Shearers have to learn to control sheep with their feet so their hands remain free for shearing. The right pattern of prescribed strokes is “almost like cutting out a dress pattern,” Gill says. If done properly, the fleece holds together in one large piece – but that result comes only after shearing many, many sheep.
Many state sheep farmers sell their wool through the Tennessee Wool Pool, started in the 1800s in Goodlettsville. Considered the oldest recorded marketing cooperative of farmers, it allows farmers to pool their wool together in order to get better prices.
In Tennessee, sheep graze in fields from early spring through late fall or early winter. “We have enough water, sunlight and moderate temperatures for a variety of grasses to grow for a longer period,” says Powell, comparing the shorter grazing season of colder states.
He supplements with grain during Tennessee’s cold months and during lambing season to boost milk yield. Typically, ewes breed in September and October and give birth in January and February. The lambs are then sold around May or early June.
Sheep allow a producer to take advantage of hilly land not suitable for row crops. And they can help with weed control, such as the plant pest buttercup. “Cattle don’t like them, horses don’t like them and they’ll choke out the good grasses,” Gill says. “But sheep will actually eat them and control them.”
SEE MORE: Meet Sheep Farmer Reyes Rich
Rotating the sheep to new areas is important. “If sheep are left on a pasture for too long, they can nub it off to the ground,” Powell says.
Sheep also need enough land to minimize the risk of disease. “You have to do really good health management,” Gill says.
Farmers also have to consider how best to protect the sheep. While their gentle nature and small size make them easy to handle, the same qualities also make them prey for coyotes and aggressive dogs.

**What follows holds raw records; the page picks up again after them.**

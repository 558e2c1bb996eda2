//! Lookup builders
//!
//! Cross-reference maps derived from the full input set before any row is
//! reattributed. Each builder makes one pass over its inputs; the maps are
//! read-only afterwards.

use std::collections::HashMap;

use chrono::NaiveDate;

use crate::config::RuleConfig;
use crate::domain::extract::{product_fields, sale_fields as f};
use crate::domain::value::{normalize_branch, parse_date, parse_quantity};
use crate::domain::{Client, Owner, RawRow};

const NOT_AVAILABLE: &str = "N/A";

/// Order date used for chronological sorting; unparseable dates sort first
fn order_date_key(row: &RawRow) -> NaiveDate {
    parse_date(row.get(f::ORDER_DATE)).unwrap_or_default()
}

/// Rows in ascending order-date order, stable for equal dates
fn chronological<'a>(rows: impl IntoIterator<Item = &'a RawRow>) -> Vec<&'a RawRow> {
    let mut sorted: Vec<&RawRow> = rows.into_iter().collect();
    sorted.sort_by_key(|row| order_date_key(row));
    sorted
}

/// Client code -> client master entry; the last entry for a code wins
#[derive(Debug, Clone, Default)]
pub struct ClientMaster {
    entries: HashMap<String, Client>,
}

impl ClientMaster {
    pub fn from_clients(clients: &[Client]) -> Self {
        let entries = clients
            .iter()
            .map(|client| (client.code.clone(), client.clone()))
            .collect();
        Self { entries }
    }

    pub fn get(&self, code: &str) -> Option<&Client> {
        self.entries.get(code)
    }

    pub fn contains(&self, code: &str) -> bool {
        self.entries.contains_key(code)
    }

    pub fn len(&self) -> usize {
        self.entries.len()
    }

    pub fn is_empty(&self) -> bool {
        self.entries.is_empty()
    }
}

/// Product code -> master-pack quantity
#[derive(Debug, Clone, Default)]
pub struct ProductMaster {
    pack_sizes: HashMap<String, i64>,
}

impl ProductMaster {
    pub fn build(rows: &[RawRow]) -> Self {
        let mut pack_sizes = HashMap::new();
        for row in rows {
            let code = row.trimmed(product_fields::CODE);
            if code.is_empty() {
                continue;
            }
            let quantity = parse_quantity(row.get(product_fields::MASTER_PACK_QUANTITY));
            pack_sizes.insert(code, if quantity > 0 { quantity } else { 1 });
        }
        Self { pack_sizes }
    }

    /// Units per master pack, 1 for unknown products
    pub fn master_pack(&self, product_code: &str) -> i64 {
        self.pack_sizes.get(product_code).copied().unwrap_or(1)
    }

    pub fn len(&self) -> usize {
        self.pack_sizes.len()
    }

    pub fn is_empty(&self) -> bool {
        self.pack_sizes.is_empty()
    }
}

/// Rep code -> latest known owner identity
#[derive(Debug, Clone, Default)]
pub struct OwnerMap {
    owners: HashMap<String, Owner>,
}

impl OwnerMap {
    /// Build from every sales row, oldest order date first
    ///
    /// The first row for a rep code creates the entry (`N/A` for empty
    /// values); later rows overwrite name and supervisor only with non-empty
    /// values.
    pub fn build<'a>(rows: impl IntoIterator<Item = &'a RawRow>, rules: &RuleConfig) -> Self {
        let mut owners: HashMap<String, Owner> = HashMap::new();

        for row in chronological(rows) {
            let rep_code = row.trimmed(f::REP_CODE);
            if rep_code.is_empty() {
                continue;
            }
            let name = row.trimmed(f::REP_NAME);
            let supervisor = rules.canonical_supervisor(&row.trimmed(f::SUPERVISOR));

            match owners.get_mut(&rep_code) {
                None => {
                    let owner = Owner::new(
                        rep_code.clone(),
                        or_not_available(name),
                        or_not_available(supervisor),
                    );
                    owners.insert(rep_code, owner);
                }
                Some(owner) => {
                    if !name.is_empty() {
                        owner.name = name;
                    }
                    if !supervisor.is_empty() {
                        owner.supervisor = supervisor;
                    }
                }
            }
        }

        Self { owners }
    }

    pub fn get(&self, rep_code: &str) -> Option<&Owner> {
        self.owners.get(rep_code)
    }

    pub fn len(&self) -> usize {
        self.owners.len()
    }

    pub fn is_empty(&self) -> bool {
        self.owners.is_empty()
    }
}

fn or_not_available(value: String) -> String {
    if value.is_empty() {
        NOT_AVAILABLE.to_string()
    } else {
        value
    }
}

/// Uppercased municipality -> predominant branch
#[derive(Debug, Clone, Default)]
pub struct CityBranchMap {
    branches: HashMap<String, String>,
}

impl CityBranchMap {
    /// Majority vote of branch occurrences per municipality
    ///
    /// Feed it current-year history and current month. Ties go to the branch
    /// counted first.
    pub fn build<'a>(rows: impl IntoIterator<Item = &'a RawRow>) -> Self {
        // Insertion-ordered counts per city
        let mut stats: HashMap<String, Vec<(String, usize)>> = HashMap::new();

        for row in rows {
            let city = row.trimmed(f::MUNICIPALITY).to_uppercase();
            let branch = normalize_branch(&row.text(f::BRANCH));
            if city.is_empty() || branch.is_empty() {
                continue;
            }
            let counts = stats.entry(city).or_default();
            match counts.iter_mut().find(|(b, _)| *b == branch) {
                Some((_, count)) => *count += 1,
                None => counts.push((branch, 1)),
            }
        }

        let branches = stats
            .into_iter()
            .filter_map(|(city, counts)| {
                let mut best: Option<(String, usize)> = None;
                for (branch, count) in counts {
                    if best.as_ref().map_or(true, |(_, max)| count > *max) {
                        best = Some((branch, count));
                    }
                }
                best.map(|(branch, _)| (city, branch))
            })
            .collect();

        Self { branches }
    }

    /// Predominant branch for a municipality (any casing)
    pub fn get(&self, municipality: &str) -> Option<&str> {
        self.branches
            .get(&municipality.trim().to_uppercase())
            .map(String::as_str)
    }

    pub fn len(&self) -> usize {
        self.branches.len()
    }

    pub fn is_empty(&self) -> bool {
        self.branches.is_empty()
    }
}

/// Branch -> supervisor most recently seen there
#[derive(Debug, Clone, Default)]
pub struct BranchSupervisorMap {
    supervisors: HashMap<String, String>,
}

impl BranchSupervisorMap {
    /// Latest supervisor per branch among current-month sales of known clients
    ///
    /// Inactive and counter pseudo-supervisors never become a branch's
    /// supervisor.
    pub fn build(current_month: &[RawRow], clients: &ClientMaster, rules: &RuleConfig) -> Self {
        let mut supervisors = HashMap::new();

        for row in chronological(current_month) {
            if !clients.contains(&row.trimmed(f::CLIENT_CODE)) {
                continue;
            }
            let branch = normalize_branch(&row.text(f::BRANCH));
            let raw_supervisor = row.trimmed(f::SUPERVISOR);
            if branch.is_empty() || raw_supervisor.is_empty() {
                continue;
            }
            if rules.is_inactive_supervisor(&raw_supervisor)
                || rules.is_counter_supervisor(&raw_supervisor)
            {
                continue;
            }
            let supervisor = rules.canonical_supervisor(&raw_supervisor);
            if rules.is_counter_supervisor(&supervisor) {
                continue;
            }
            supervisors.insert(branch, supervisor);
        }

        Self { supervisors }
    }

    pub fn get(&self, branch: &str) -> Option<&str> {
        self.supervisors.get(branch).map(String::as_str)
    }

    pub fn len(&self) -> usize {
        self.supervisors.len()
    }

    pub fn is_empty(&self) -> bool {
        self.supervisors.is_empty()
    }
}

/// Predominant branch of a municipality and that branch's supervisor, if known
#[derive(Debug, Clone, Copy, PartialEq, Eq)]
pub struct Territory<'a> {
    pub branch: &'a str,
    pub supervisor: Option<&'a str>,
}

/// Every map the reattribution engine and projector read
#[derive(Debug, Clone, Default)]
pub struct Lookups {
    pub clients: ClientMaster,
    pub products: ProductMaster,
    pub owners: OwnerMap,
    pub city_branches: CityBranchMap,
    pub branch_supervisors: BranchSupervisorMap,
}

impl Lookups {
    /// Territory for a municipality via the city and branch maps
    pub fn territory(&self, municipality: &str) -> Option<Territory<'_>> {
        let branch = self.city_branches.get(municipality)?;
        Some(Territory {
            branch,
            supervisor: self.branch_supervisors.get(branch),
        })
    }
}

#[cfg(test)]
mod tests {
    use super::*;

    fn sale(pairs: &[(&str, &str)]) -> RawRow {
        RawRow::from_pairs(pairs.iter().copied())
    }

    #[test]
    fn test_owner_map_keeps_last_non_empty_values() {
        let rows = vec![
            sale(&[("CODUSUR", "R"), ("NOME", ""), ("DTPED", "01/01/2024")]),
            sale(&[("CODUSUR", "R"), ("NOME", "Alice"), ("SUPERV", "JANE"), ("DTPED", "02/01/2024")]),
            sale(&[("CODUSUR", "R"), ("NOME", ""), ("SUPERV", ""), ("DTPED", "03/01/2024")]),
        ];
        let owners = OwnerMap::build(&rows, &RuleConfig::default());
        let owner = owners.get("R").unwrap();
        assert_eq!(owner.name, "Alice");
        assert_eq!(owner.supervisor, "JANE");
    }

    #[test]
    fn test_owner_map_orders_by_date_not_position() {
        let rows = vec![
            sale(&[("CODUSUR", "7"), ("NOME", "NEW NAME"), ("DTPED", "10/03/2024")]),
            sale(&[("CODUSUR", "7"), ("NOME", "OLD NAME"), ("DTPED", "10/01/2024")]),
        ];
        let owners = OwnerMap::build(&rows, &RuleConfig::default());
        assert_eq!(owners.get("7").unwrap().name, "NEW NAME");
        assert_eq!(owners.get("7").unwrap().supervisor, "N/A");
    }

    #[test]
    fn test_owner_map_canonicalizes_supervisors() {
        let rows = vec![sale(&[("CODUSUR", "1"), ("SUPERV", "Oséas Santos OL")])];
        let owners = OwnerMap::build(&rows, &RuleConfig::default());
        assert_eq!(owners.get("1").unwrap().supervisor, "OSVALDO NUNES O");
        assert_eq!(owners.get("1").unwrap().name, "N/A");
    }

    #[test]
    fn test_city_majority_wins() {
        let mut rows = Vec::new();
        for _ in 0..2 {
            rows.push(sale(&[("MUNICIPIO", "Recife"), ("FILIAL", "8")]));
        }
        for _ in 0..3 {
            rows.push(sale(&[("MUNICIPIO", "RECIFE "), ("FILIAL", "05")]));
        }
        let map = CityBranchMap::build(&rows);
        assert_eq!(map.get("recife"), Some("05"));
    }

    #[test]
    fn test_city_tie_goes_to_first_counted() {
        let rows = vec![
            sale(&[("MUNICIPIO", "OLINDA"), ("FILIAL", "02")]),
            sale(&[("MUNICIPIO", "OLINDA"), ("FILIAL", "01")]),
            sale(&[("MUNICIPIO", ""), ("FILIAL", "01")]),
        ];
        let map = CityBranchMap::build(&rows);
        assert_eq!(map.get("OLINDA"), Some("02"));
        assert_eq!(map.len(), 1);
    }

    #[test]
    fn test_branch_supervisor_latest_known_client() {
        let clients = ClientMaster::from_clients(&[
            Client::from_row(&RawRow::from_pairs([("Código", "1")])).unwrap(),
        ]);
        let rows = vec![
            sale(&[("CODCLI", "1"), ("FILIAL", "1"), ("SUPERV", "LATER"), ("DTPED", "20/01/2024")]),
            sale(&[("CODCLI", "1"), ("FILIAL", "1"), ("SUPERV", "EARLIER"), ("DTPED", "05/01/2024")]),
            sale(&[("CODCLI", "1"), ("FILIAL", "1"), ("SUPERV", "INATIVOS"), ("DTPED", "25/01/2024")]),
            sale(&[("CODCLI", "1"), ("FILIAL", "1"), ("SUPERV", "Balcão"), ("DTPED", "26/01/2024")]),
            sale(&[("CODCLI", "2"), ("FILIAL", "1"), ("SUPERV", "STRANGER"), ("DTPED", "27/01/2024")]),
        ];
        let map = BranchSupervisorMap::build(&rows, &clients, &RuleConfig::default());
        assert_eq!(map.get("01"), Some("LATER"));
        assert_eq!(map.len(), 1);
    }

    #[test]
    fn test_product_master_defaults_to_one() {
        let rows = vec![
            RawRow::from_pairs([("Código", "A"), ("Qtde embalagem master(Compra)", "12")]),
            RawRow::from_pairs([("Código", "B"), ("Qtde embalagem master(Compra)", "0")]),
            RawRow::from_pairs([("Código", "C"), ("Qtde embalagem master(Compra)", "x")]),
            RawRow::from_pairs([("Código", " "), ("Qtde embalagem master(Compra)", "6")]),
        ];
        let products = ProductMaster::build(&rows);
        assert_eq!(products.master_pack("A"), 12);
        assert_eq!(products.master_pack("B"), 1);
        assert_eq!(products.master_pack("C"), 1);
        assert_eq!(products.master_pack("unknown"), 1);
        assert_eq!(products.len(), 3);
    }

    #[test]
    fn test_territory_combines_maps() {
        let clients = ClientMaster::from_clients(&[
            Client::from_row(&RawRow::from_pairs([("Código", "1")])).unwrap(),
        ]);
        let month = vec![sale(&[
            ("CODCLI", "1"),
            ("FILIAL", "01"),
            ("SUPERV", "JANE"),
            ("MUNICIPIO", "SPRINGFIELD"),
        ])];
        let lookups = Lookups {
            city_branches: CityBranchMap::build(&month),
            branch_supervisors: BranchSupervisorMap::build(&month, &clients, &RuleConfig::default()),
            clients,
            ..Default::default()
        };
        let territory = lookups.territory("springfield").unwrap();
        assert_eq!(territory.branch, "01");
        assert_eq!(territory.supervisor, Some("JANE"));
        assert!(lookups.territory("SHELBYVILLE").is_none());
    }
}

Powell advises having a good predator-proof fence and good guard animals. Some people use donkeys, but Powell chooses a llama and a Great Pyrenees dog. He buys the dogs just after weaning and immediately puts them in with the lambs so the animals will bond.
Cohabitation With Cattle
These aren’t the only animals that farmers put with their sheep. Many getting into sheep production already have cattle on their land.
“They start out raising 100 head of cattle, and they put in maybe 20 ewes,” Powell says. When the sheep make them more money faster, he says, “they end up keeping about 25 cows and 100 to 200 head of sheep.”

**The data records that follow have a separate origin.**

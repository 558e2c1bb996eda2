//! Output formatting utilities

use colored::Colorize;
use comfy_table::{presets::UTF8_FULL_CONDENSED, ContentArrangement, Table};

/// Print a success message
pub fn success(msg: &str) {
    println!("{}", msg.green());
}

/// Print an error message
pub fn error(msg: &str) {
    eprintln!("{}", msg.red());
}

/// Print a warning message
pub fn warning(msg: &str) {
    println!("{}", msg.yellow());
}

/// Create a styled table
pub fn create_table() -> Table {
    let mut table = Table::new();
    table.load_preset(UTF8_FULL_CONDENSED);
    table.set_content_arrangement(ContentArrangement::Dynamic);
    table
}

/// Format bytes as human-readable size
pub fn format_size(bytes: u64) -> String {
    const KB: u64 = 1024;
    const MB: u64 = KB * 1024;

    if bytes >= MB {
        format!("{:.1} MB", bytes as f64 / MB as f64)
    } else if bytes >= KB {
        format!("{:.1} KB", bytes as f64 / KB as f64)
    } else {
        format!("{} bytes", bytes)
    }
}

/// Unix milliseconds as a UTC date-time
pub fn format_timestamp(timestamp_ms: i64) -> String {
    use chrono::{TimeZone, Utc};
    Utc.timestamp_millis_opt(timestamp_ms)
        .single()
        .map(|dt| dt.format("%Y-%m-%d %H:%M:%S").to_string())
        .unwrap_or_else(|| timestamp_ms.to_string())
}
//! Run log database migrations, embedded at compile time
//!
//! Applied to `logs.duckdb` only, never to the storage database.

pub const LOG_MIGRATIONS: &[(&str, &str)] = &[
    ("000_migrations.sql", include_str!("000_migrations.sql")),
    ("001_run_log.sql", include_str!("001_run_log.sql")),
];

Also, cows usually have one calf a year while sheep often have two lambs annually.
“With cattle, our typical ratio is one mature bull for 25 cows,” Gill says. “With sheep, a ram can breed at least 25 and often 50 ewes.”
The Farmer-Consumer Connection
For questions about purchasing lamb, just ask the farmer. Many encourage customers to visit their farms so they feel comfortable with what they’re getting and see how the animals are raised. Lamb must be USDA-inspected, Gill says, “but a producer can sell a lamb and then take it to a processor [for a customer].”
“More and more people are asking more questions about where their food is coming from,” Gill says. “They want to talk to the farmer that raises their food. Sheep and lambs fit perfectly with that.”